Чувство долга и прилежание в работе, внутренне присущие немецкому народу, привели к первому Wirtschaftswunder (экономическому чуду), которое направлялось группой политиков, промышленников, банкиров и военных. Они стали требовать для Германии достойного «места под солнцем» среди других европейских наций, снисходительно посматривавших на нее как на новичка. Изнутри Германия в то время как бы делилась на три части. Первая стремилась сделать из своей страны мировую державу, выразителем этих устремлений был Пангерманский союз. Второй частью было фолькистское движение, которое бежало от современного мира и индустриализации, скрывшись в скорлупе призрачного мира средневековых и доисторических фантазий. И наконец, просыпалась темная масса, четвертое сословие, пролетариат, с которым все больше приходилось считаться и на который традиционные классы посматривали со страхом. Политические интересы этих групп, существовавших внутри Германии, имели мало общего; но порой, в моменты кризиса, их на время сводило вместе чувство принадлежности к высшему народу с особой миссией в мире и для мира. Немцы, пишет Хаффнер, были «народом амбициозным».

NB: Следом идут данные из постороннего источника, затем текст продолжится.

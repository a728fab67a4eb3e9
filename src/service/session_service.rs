//! Session service: orchestrates the payment session state machine.

use std::collections::HashSet;
use std::sync::Arc;
use std::time::Duration;

use chrono::{DateTime, Utc};

use crate::domain::ledger::{self, PaymentDraft};
use crate::domain::split_calculator::{self, SeatSplitInput};
use crate::domain::{
    EventBus, Money, OrderItem, PartId, Payment, PaymentId, PaymentSession, Seat,
    SeatItemAssociation, SeatId, SeatStore, SessionEvent, SessionId, SessionRepository,
    SessionStatus, SessionSummary, Split, SplitId, SplitParams, SplitPart,
};
use crate::error::GatewayError;
use crate::persistence::SessionJournal;

/// Failure reason recorded on pending payments the sweeper expires.
pub const EXPIRED_REASON: &str = "expired";

/// An ad-hoc payment request.
#[derive(Debug, Clone)]
pub struct NewPayment {
    /// Opaque payment method tag.
    pub method: String,
    /// Amount to pay.
    pub amount: Money,
    /// Optional payer name.
    pub payer_name: Option<String>,
    /// Client idempotency key.
    pub request_id: Option<String>,
    /// Record as `pending` awaiting confirmation.
    pub pending: bool,
}

/// A request to pay one split part.
#[derive(Debug, Clone)]
pub struct PartPayment {
    /// Opaque payment method tag.
    pub method: String,
    /// Optional payer name; defaults to the part name.
    pub payer_name: Option<String>,
    /// Client idempotency key.
    pub request_id: Option<String>,
}

/// Outcome of a payment operation with the session totals after it.
#[derive(Debug, Clone)]
pub struct PaymentReceipt {
    /// The payment.
    pub payment: Payment,
    /// The part it settled, for part payments.
    pub part: Option<SplitPart>,
    /// Session totals after the operation.
    pub session: SessionSummary,
    /// `true` when the request id was already processed and nothing changed.
    pub replayed: bool,
}

/// Orchestration layer for every session mutation.
///
/// Each mutation follows the same commit protocol: take the session's
/// write lock, apply the change to a clone, journal the clone with the
/// events it produced, swap it in, release the lock, publish the events.
/// A rejected or failed operation leaves the stored session untouched.
#[derive(Debug, Clone)]
pub struct SessionService {
    repository: Arc<SessionRepository>,
    seats: Arc<SeatStore>,
    event_bus: EventBus,
    journal: Option<Arc<dyn SessionJournal>>,
}
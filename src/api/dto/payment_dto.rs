//! DTOs for payment endpoints.

use serde::{Deserialize, Serialize};
use utoipa::ToSchema;

use crate::domain::{Money, Payment, SessionSummary, SplitPart};
use crate::service::{NewPayment, PartPayment, PaymentReceipt};

/// Request body for `POST /sessions/{id}/payments`.
#[derive(Debug, Clone, Deserialize, ToSchema)]
pub struct RecordPaymentRequest {
    /// Payment method tag, e.g. `"cash"` or `"card"`.
    pub method: String,
    /// Amount, at most 2 fraction digits.
    pub amount: Money,
    /// Optional payer name.
    #[serde(default)]
    pub payer_name: Option<String>,
    /// Client idempotency key.
    #[serde(default)]
    pub request_id: Option<String>,
    /// Record as pending until confirmed.
    #[serde(default)]
    pub pending: bool,
}

impl From<RecordPaymentRequest> for NewPayment {
    fn from(req: RecordPaymentRequest) -> Self {
        Self {
            method: req.method,
            amount: req.amount,
            payer_name: req.payer_name,
            request_id: req.request_id,
            pending: req.pending,
        }
    }
}

/// Request body for `POST /parts/{part_id}/pay`.
#[derive(Debug, Clone, Deserialize, ToSchema)]
pub struct PayPartRequest {
    /// Payment method tag.
    pub method: String,
    /// Optional payer name; defaults to the part name.
    #[serde(default)]
    pub payer_name: Option<String>,
    /// Client idempotency key.
    #[serde(default)]
    pub request_id: Option<String>,
}

impl From<PayPartRequest> for PartPayment {
    fn from(req: PayPartRequest) -> Self {
        Self {
            method: req.method,
            payer_name: req.payer_name,
            request_id: req.request_id,
        }
    }
}

/// Request body for `POST /sessions/{sid}/payments/{pid}/fail`.
#[derive(Debug, Clone, Default, Deserialize, ToSchema)]
pub struct FailPaymentRequest {
    /// Why the payment failed.
    #[serde(default)]
    pub reason: Option<String>,
}

/// Response for every payment operation: the payment plus the session
/// totals right after it.
#[derive(Debug, Clone, Serialize, ToSchema)]
pub struct PaymentResponse {
    /// Session totals after the operation.
    pub session: SessionSummary,
    /// The payment.
    pub payment: Payment,
    /// The part this payment settled.
    #[serde(skip_serializing_if = "Option::is_none")]
    pub part: Option<SplitPart>,
    /// `true` when this answers a retried request.
    pub replayed: bool,
}

impl From<PaymentReceipt> for PaymentResponse {
    fn from(receipt: PaymentReceipt) -> Self {
        Self {
            session: receipt.session,
            payment: receipt.payment,
            part: receipt.part,
            replayed: receipt.replayed,
        }
    }
}

/// Response for `GET /sessions/{id}/payments`.
#[derive(Debug, Clone, Serialize, ToSchema)]
pub struct PaymentListResponse {
    /// Payments in recording order.
    pub data: Vec<Payment>,
}
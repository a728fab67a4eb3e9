//! Axum WebSocket upgrade handler.

use std::sync::Arc;

use axum::extract::State;
use axum::extract::ws::WebSocketUpgrade;
use axum::response::IntoResponse;

use super::connection::run_connection;
use crate::app_state::AppState;

/// `GET /ws`: Upgrade HTTP connection to WebSocket.
pub async fn ws_handler(ws: WebSocketUpgrade, State(state): State<AppState>) -> impl IntoResponse {
    let event_rx = state.event_bus.subscribe();
    let session_service = Arc::clone(&state.session_service);

    ws.on_upgrade(move |socket| run_connection(socket, event_rx, session_service))
}
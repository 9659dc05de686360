#![allow(non_snake_case)]

pub mod cli;
pub mod clients;
pub mod config;
pub mod error;
pub mod models;
pub mod service;
use chrono::{Days, NaiveDate};
use serde::Deserialize;
use tracing::{debug, warn};

use crate::error::OrchestratorError;
use crate::models::transcript::Transcript;
use crate::service::extract;
use crate::service::openai_service::OpenAIClient;
use crate::service::prompts;

/// A relative-date phrase resolved to a one-day range.
#[derive(Debug, Clone, PartialEq, Eq)]
pub struct DateResolution {
    pub detected_phrase: String,
    pub date: NaiveDate,
    pub date_after: NaiveDate,
}

#[derive(Debug, Deserialize)]
struct RawResolution {
    #[serde(default)]
    detected_phrase: String,
    date: String,
    #[serde(default, alias = "date_after")]
    date_after_date: Option<String>,
}

/// Accepts `YYYY/M/D` and `YYYY-MM-DD`, with or without zero padding.
pub fn parse_date(value: &str) -> Option<NaiveDate> {
    let value = value.trim();
    ["%Y/%m/%d", "%Y-%m-%d", "%Y.%m.%d"]
        .iter()
        .find_map(|format| NaiveDate::parse_from_str(value, format).ok())
}

/// Reads the model's reply. `date_after` is always `date + 1 day`; a
/// disagreeing model value is logged and ignored.
pub fn read_resolution(reply: &str) -> Result<DateResolution, OrchestratorError> {
    let raw: RawResolution = extract::parse_payload(reply)?;
    let date = parse_date(&raw.date).ok_or_else(|| OrchestratorError::InvalidDate(raw.date.clone()))?;
    let date_after = date
        .checked_add_days(Days::new(1))
        .ok_or_else(|| OrchestratorError::InvalidDate(raw.date.clone()))?;

    if let Some(model_after) = raw.date_after_date.as_deref() {
        if parse_date(model_after) != Some(date_after) {
            warn!(model_after, %date_after, "model's following date disagrees, using date + 1");
        }
    }

    Ok(DateResolution {
        detected_phrase: raw.detected_phrase.trim().to_string(),
        date,
        date_after,
    })
}

pub async fn resolve_date(
    openai: &dyn OpenAIClient,
    transcript: &Transcript,
    text: &str,
    today: NaiveDate,
) -> Result<DateResolution, OrchestratorError> {
    let prompt = prompts::date_prompt(text, today);
    debug!(%prompt, "date detection prompt");
    let reply = openai.complete(&transcript.with_scratch(prompt)).await?;
    debug!(%reply, "date detection reply");
    read_resolution(&reply)
}
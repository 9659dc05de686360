use thiserror::Error;

use crate::models::plan::PlannedSubtask;

#[derive(Debug, Error)]
pub enum OpenAIError {
    #[error("request to chat completion endpoint failed: {0}")]
    Http(#[from] reqwest::Error),
    #[error("chat completion failed with status {status}: {body}")]
    Status { status: u16, body: String },
    #[error("failed to decode chat completion body: {source}\nRaw body: {body}")]
    Decode {
        #[source]
        source: serde_json::Error,
        body: String,
    },
    #[error("no response from model")]
    EmptyResponse,
}

#[derive(Debug, Error)]
pub enum CalendarError {
    #[error("request to calendar service failed: {0}")]
    Http(#[from] reqwest::Error),
    #[error("invalid calendar service url: {0}")]
    InvalidUrl(String),
    #[error("calendar service returned status {status}: {body}")]
    Status { status: u16, body: String },
    #[error("failed to decode calendar response: {source}\nRaw body: {body}")]
    Decode {
        #[source]
        source: serde_json::Error,
        body: String,
    },
}

#[derive(Debug, Error)]
pub enum ExtractError {
    #[error("model reply contained no structured payload")]
    NoPayload,
    #[error("model reply is not valid JSON: {source}\nPayload: {payload}")]
    Json {
        #[source]
        source: serde_json::Error,
        payload: String,
    },
    #[error("model reply is not a readable literal at offset {offset}: {reason}")]
    Literal { offset: usize, reason: String },
    #[error("model reply has an unexpected shape: {0}")]
    Shape(String),
}

#[derive(Debug, Error, PartialEq, Eq)]
pub enum DraftError {
    #[error("event summary is empty")]
    EmptySummary,
    #[error("unreadable {field} timestamp: {value}")]
    InvalidTimestamp { field: &'static str, value: String },
    #[error("event starts at {start} which is not before its end {end}")]
    StartNotBeforeEnd { start: String, end: String },
}

#[derive(Debug, Error)]
pub enum PlanError {
    #[error("could not read the plan request: {0}")]
    Extraction(#[source] ExtractError),
    #[error("could not read the planned subtasks: {0}")]
    Decomposition(#[source] ExtractError),
    #[error("planned subtask '{task}' is invalid: {reason}")]
    ConstraintViolated { task: String, reason: String },
    #[error("inserting '{failed_task}' failed after {} event(s) were created: {source}", .created.len())]
    PartialInsert {
        created: Vec<PlannedSubtask>,
        failed_task: String,
        #[source]
        source: CalendarError,
    },
}

#[derive(Debug, Error)]
pub enum OrchestratorError {
    #[error(transparent)]
    Model(#[from] OpenAIError),
    #[error(transparent)]
    Calendar(#[from] CalendarError),
    #[error(transparent)]
    Extract(#[from] ExtractError),
    #[error(transparent)]
    Draft(#[from] DraftError),
    #[error(transparent)]
    Plan(#[from] PlanError),
    #[error("model returned an unreadable date: {0}")]
    InvalidDate(String),
}

#[derive(Debug, Error, PartialEq, Eq)]
pub enum ConfigError {
    #[error("could not read config file {path}: {reason}")]
    Read { path: String, reason: String },
    #[error("invalid config line {line}: {content}")]
    InvalidLine { line: usize, content: String },
    #[error("{0} must be set")]
    Missing(&'static str),
    #[error("invalid value for {key}: {value}")]
    InvalidValue { key: &'static str, value: String },
}
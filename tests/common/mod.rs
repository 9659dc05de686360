#![allow(dead_code)]

use std::collections::VecDeque;
use std::sync::Mutex;

use calendarBot::error::{CalendarError, OpenAIError};
use calendarBot::models::event::{CalendarEvent, CalendarEventDraft, CreatedEvent};
use calendarBot::models::transcript::ChatMessage;
use calendarBot::service::calendar_service::CalendarClient;
use calendarBot::service::openai_service::OpenAIClient;

/// Returns canned replies in order and records every message list it saw.
pub struct ScriptedOpenAI {
    replies: Mutex<VecDeque<String>>,
    pub calls: Mutex<Vec<Vec<ChatMessage>>>,
}

impl ScriptedOpenAI {
    pub fn new(replies: &[&str]) -> Self {
        Self {
            replies: Mutex::new(replies.iter().map(|r| r.to_string()).collect()),
            calls: Mutex::new(Vec::new()),
        }
    }

    pub fn call_count(&self) -> usize {
        self.calls.lock().unwrap().len()
    }

    pub fn last_prompt(&self, call: usize) -> String {
        let calls = self.calls.lock().unwrap();
        calls[call].last().map(|m| m.content.clone()).unwrap_or_default()
    }
}

#[async_trait::async_trait]
impl OpenAIClient for ScriptedOpenAI {
    async fn complete(&self, messages: &[ChatMessage]) -> Result<String, OpenAIError> {
        self.calls.lock().unwrap().push(messages.to_vec());
        self.replies
            .lock()
            .unwrap()
            .pop_front()
            .ok_or(OpenAIError::EmptyResponse)
    }
}

#[derive(Default)]
pub struct FakeCalendar {
    pub events: Vec<CalendarEvent>,
    /// 1-based index of the insert that should fail.
    pub fail_on_insert: Option<usize>,
    pub list_calls: Mutex<Vec<(String, String, String)>>,
    pub inserted: Mutex<Vec<(String, CalendarEventDraft)>>,
    insert_attempts: Mutex<usize>,
}

impl FakeCalendar {
    pub fn with_events(events: Vec<CalendarEvent>) -> Self {
        Self {
            events,
            ..Self::default()
        }
    }

    pub fn failing_on_insert(n: usize) -> Self {
        Self {
            fail_on_insert: Some(n),
            ..Self::default()
        }
    }

    pub fn insert_attempts(&self) -> usize {
        *self.insert_attempts.lock().unwrap()
    }

    pub fn inserted(&self) -> Vec<(String, CalendarEventDraft)> {
        self.inserted.lock().unwrap().clone()
    }
}

#[async_trait::async_trait]
impl CalendarClient for FakeCalendar {
    async fn list_events(
        &self,
        calendar_id: &str,
        time_min: &str,
        time_max: &str,
    ) -> Result<Vec<CalendarEvent>, CalendarError> {
        self.list_calls.lock().unwrap().push((
            calendar_id.to_string(),
            time_min.to_string(),
            time_max.to_string(),
        ));
        Ok(self.events.clone())
    }

    async fn insert_event(
        &self,
        calendar_id: &str,
        event: &CalendarEventDraft,
    ) -> Result<CreatedEvent, CalendarError> {
        let attempt = {
            let mut attempts = self.insert_attempts.lock().unwrap();
            *attempts += 1;
            *attempts
        };
        if self.fail_on_insert == Some(attempt) {
            return Err(CalendarError::Status {
                status: 500,
                body: "backend error".to_string(),
            });
        }
        self.inserted
            .lock()
            .unwrap()
            .push((calendar_id.to_string(), event.clone()));
        Ok(CreatedEvent {
            id: Some(format!("evt{attempt}")),
            html_link: Some(format!("https://calendar.test/event?eid=evt{attempt}")),
        })
    }
}
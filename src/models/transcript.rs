use serde::{Deserialize, Serialize};

#[derive(Debug, Clone, Copy, PartialEq, Eq, Serialize, Deserialize)]
#[serde(rename_all = "lowercase")]
pub enum Role {
    User,
    Assistant,
}

#[derive(Debug, Clone, PartialEq, Eq, Serialize, Deserialize)]
pub struct ChatMessage {
    pub role: Role,
    pub content: String,
}

impl ChatMessage {
    pub fn user(content: impl Into<String>) -> Self {
        Self {
            role: Role::User,
            content: content.into(),
        }
    }

    pub fn assistant(content: impl Into<String>) -> Self {
        Self {
            role: Role::Assistant,
            content: content.into(),
        }
    }
}

/// Conversation history for one session. Only grows by append.
#[derive(Debug, Clone, Default)]
pub struct Transcript {
    messages: Vec<ChatMessage>,
}

impl Transcript {
    pub fn new() -> Self {
        Self::default()
    }

    pub fn push(&mut self, message: ChatMessage) {
        self.messages.push(message);
    }

    pub fn messages(&self) -> &[ChatMessage] {
        &self.messages
    }

    pub fn len(&self) -> usize {
        self.messages.len()
    }

    pub fn is_empty(&self) -> bool {
        self.messages.is_empty()
    }

    /// History plus one throwaway user message; the transcript itself is untouched.
    pub fn with_scratch(&self, content: impl Into<String>) -> Vec<ChatMessage> {
        let mut scratch = self.messages.clone();
        scratch.push(ChatMessage::user(content));
        scratch
    }
}

#[cfg(test)]
mod tests {
    use super::*;

    #[test]
    fn scratch_view_does_not_persist() {
        let mut transcript = Transcript::new();
        transcript.push(ChatMessage::user("hello"));
        transcript.push(ChatMessage::assistant("hi there"));

        let scratch = transcript.with_scratch("classify this");
        assert_eq!(scratch.len(), 3);
        assert_eq!(scratch[2], ChatMessage::user("classify this"));
        assert_eq!(transcript.len(), 2);
    }

    #[test]
    fn role_serializes_lowercase() {
        let json = serde_json::to_string(&ChatMessage::assistant("ok")).unwrap();
        assert_eq!(json, r#"{"role":"assistant","content":"ok"}"#);
    }
}
use async_trait::async_trait;

use crate::clients::openai_client::{self, OpenAIRequest, ResponseFormat};
use crate::error::OpenAIError;
use crate::models::transcript::ChatMessage;

#[async_trait]
pub trait OpenAIClient: Send + Sync {
    /// Sends the full message list and returns the model's reply text.
    async fn complete(&self, messages: &[ChatMessage]) -> Result<String, OpenAIError>;
}

pub struct OpenAIService {
    http: reqwest::Client,
    base_url: String,
    api_key: String,
    model: String,
    max_tokens: Option<u32>,
    json_output: bool,
}

impl OpenAIService {
    pub fn new(api_key: String, model: String) -> Self {
        Self {
            http: reqwest::Client::new(),
            base_url: openai_client::DEFAULT_BASE_URL.to_string(),
            api_key,
            model,
            max_tokens: None,
            json_output: false,
        }
    }

    pub fn with_base_url(mut self, base_url: impl Into<String>) -> Self {
        self.base_url = base_url.into();
        self
    }

    pub fn with_max_tokens(mut self, max_tokens: Option<u32>) -> Self {
        self.max_tokens = max_tokens;
        self
    }

    /// Forces the endpoint's JSON-object reply mode on every call.
    pub fn with_json_output(mut self, json_output: bool) -> Self {
        self.json_output = json_output;
        self
    }
}

#[async_trait]
impl OpenAIClient for OpenAIService {
    async fn complete(&self, messages: &[ChatMessage]) -> Result<String, OpenAIError> {
        let request = OpenAIRequest {
            model: &self.model,
            messages,
            max_tokens: self.max_tokens,
            response_format: self.json_output.then(ResponseFormat::json_object),
        };
        openai_client::query_openai(&self.http, &self.base_url, &self.api_key, &request).await
    }
}
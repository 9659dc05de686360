use clap::{Parser, Subcommand};
use inquire::{InquireError, Text};
use tracing::error;

use crate::config::{self, SessionConfig};
use crate::error::{ConfigError, OrchestratorError};
use crate::service::orchestrator::Orchestrator;

#[derive(Parser, Debug)]
#[command(name = "calendar-bot", about = "Talk to your calendar in plain language")]
pub struct Cli {
    /// Chat model identifier
    #[arg(long)]
    pub model: Option<String>,
    /// Reply length cap in tokens, 0 for none
    #[arg(long)]
    pub max_tokens: Option<u32>,
    /// Force JSON-object replies from the model
    #[arg(long)]
    pub json_output: bool,
    /// Target calendar
    #[arg(long)]
    pub calendar_id: Option<String>,
    /// IANA timezone used for prompts and planning windows
    #[arg(long)]
    pub timezone: Option<String>,
    /// Log prompts and raw model replies
    #[arg(short, long)]
    pub verbose: bool,
    #[command(subcommand)]
    pub command: Option<Commands>,
}

#[derive(Subcommand, Debug, Clone, PartialEq, Eq)]
pub enum Commands {
    /// Interactive conversation (default)
    Chat,
    /// Run a single request and print the reply
    Once { text: Vec<String> },
}

impl Cli {
    /// Applies flag overrides on top of file and environment settings.
    pub fn apply(&self, session: &mut SessionConfig) -> Result<(), ConfigError> {
        if let Some(model) = &self.model {
            session.model = model.clone();
        }
        if let Some(max_tokens) = self.max_tokens {
            session.max_tokens = (max_tokens > 0).then_some(max_tokens);
        }
        if self.json_output {
            session.json_output = true;
        }
        if let Some(calendar_id) = &self.calendar_id {
            session.calendar_id = calendar_id.clone();
        }
        if let Some(timezone) = &self.timezone {
            session.timezone = config::parse_timezone(timezone)?;
        }
        Ok(())
    }
}

pub fn is_exit(line: &str) -> bool {
    line.trim().eq_ignore_ascii_case("exit")
}

pub async fn run_once(orchestrator: &mut Orchestrator, text: &str) -> Result<String, OrchestratorError> {
    orchestrator.prompt(text.trim()).await
}

/// Reads one line per turn until `exit` or end of input.
pub async fn run_console(orchestrator: &mut Orchestrator) {
    loop {
        let line = match Text::new("You:").prompt() {
            Ok(line) => line,
            Err(InquireError::OperationCanceled | InquireError::OperationInterrupted) => break,
            Err(e) => {
                error!("failed to read input: {}", e);
                break;
            }
        };
        if is_exit(&line) {
            break;
        }
        if line.trim().is_empty() {
            continue;
        }
        match orchestrator.prompt(line.trim()).await {
            Ok(reply) => println!("{}", reply),
            Err(e) => println!("Sorry, that didn't work: {}", e),
        }
    }
}
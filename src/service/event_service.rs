use tracing::{debug, info};

use crate::error::OrchestratorError;
use crate::models::event::{CalendarEventDraft, FlatEventDraft};
use crate::service::extract;
use crate::service::orchestrator::TurnContext;
use crate::service::prompts;

/// Reads the model's flat event object and nests it into the insert schema.
pub fn read_event_draft(reply: &str, default_time_zone: &str) -> Result<CalendarEventDraft, OrchestratorError> {
    let flat: FlatEventDraft = extract::parse_payload(reply)?;
    Ok(flat.into_draft(default_time_zone)?)
}

pub fn render_created(link: Option<&str>) -> String {
    match link {
        Some(link) => format!("Event created: {link}"),
        None => "Event created.".to_string(),
    }
}

pub async fn add_event(ctx: &TurnContext<'_>, text: &str) -> Result<String, OrchestratorError> {
    let time_zone = ctx.config.timezone.name();
    let prompt = prompts::add_event_prompt(text, time_zone, ctx.today);
    debug!(%prompt, "add event prompt");

    let reply = ctx.openai.complete(&ctx.transcript.with_scratch(prompt)).await?;
    debug!(%reply, "add event reply");

    let draft = read_event_draft(&reply, time_zone)?;
    let created = ctx.calendar.insert_event(&ctx.config.calendar_id, &draft).await?;
    info!(summary = %draft.summary, link = ?created.html_link, "event created");
    Ok(render_created(created.html_link.as_deref()))
}

#[cfg(test)]
mod tests {
    use super::*;
    use crate::error::DraftError;

    #[test]
    fn reads_fenced_reply_with_trailing_commas() {
        let reply = "```json\n{\n  \"summary\": \"Lunch with Kim\",\n  \"startTime\": \"2023-11-22T12:00:00+09:00\",\n  \"endTime\": \"2023-11-22T13:00:00+09:00\",\n}\n```";
        let draft = read_event_draft(reply, "Asia/Seoul").unwrap();
        assert_eq!(draft.summary, "Lunch with Kim");
        assert_eq!(draft.end.time_zone, "Asia/Seoul");
    }

    #[test]
    fn invalid_draft_is_reported() {
        let reply = r#"{"summary": "", "startTime": "2023-11-22T12:00:00Z", "endTime": "2023-11-22T13:00:00Z"}"#;
        assert!(matches!(
            read_event_draft(reply, "UTC"),
            Err(OrchestratorError::Draft(DraftError::EmptySummary))
        ));
    }

    #[test]
    fn missing_link_still_confirms() {
        assert_eq!(render_created(Some("https://cal/e1")), "Event created: https://cal/e1");
        assert_eq!(render_created(None), "Event created.");
    }
}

Это чувство превосходства подверглось суровой проверке. В 1918 году Германия потерпела неожиданное и потому еще более ошеломляющее поражение, породившее миф об «ударе в спину». Закрепивший победу союзников Версальский договор содержал некоторые «унизительные» пункты, вызвавшие всеобщее возмущение. Надежда на отмщение стала общим стимулом, помогавшим народу самоутвердиться. Немцы черпали силу в особенностях германского характера и обращались к традиционным германским ценностям. То, что немцы – это особый Народ (Volk), способный отстоять свои претензии на мировую гегемонию, будет доказано. Все или ничего. Презренная Веймарская республика – это выкидыш Просвещения, отцами которого были победоносные союзники. Как только найдется лидер, способный соединить и направить разрозненные энергии Народа, его глубинные силы пробудятся и он сможет реализовать свои идеалы – он преобразует мир и наконец займет в нем достойное место.
Джордж Моссе пишет о «существенном отличии Германии от Запада», что часто называют Sonderweg – «особым путем». «Но была ли Германия единственной в своем роде в Европе? – спрашивает он. – В других государствах тоже были движения, сходные с новым романтизмом. Во Франции Баррес и Моррас также призывали к полному обновлению нации, к трансформации, которой должны подвергнуться и метафизические религиозные убеждения, и политическая деятельность. Однако нигде этот импульс не шел так глубоко, как в Германии, и нигде он не приводил к подобным последствиям. Важно подчеркнуть это еще раз, так как в последнее время немецкие историки рады указывать на параллели в развитии Германии и других западных государств. Да, сходство некоторых элементов есть, но специфика нового романтизма в Германии была совсем другой. Новая система ценностей, созданная романтической фолькистской идеологией, гораздо глубже уходила своими корнями в национальную психику»178.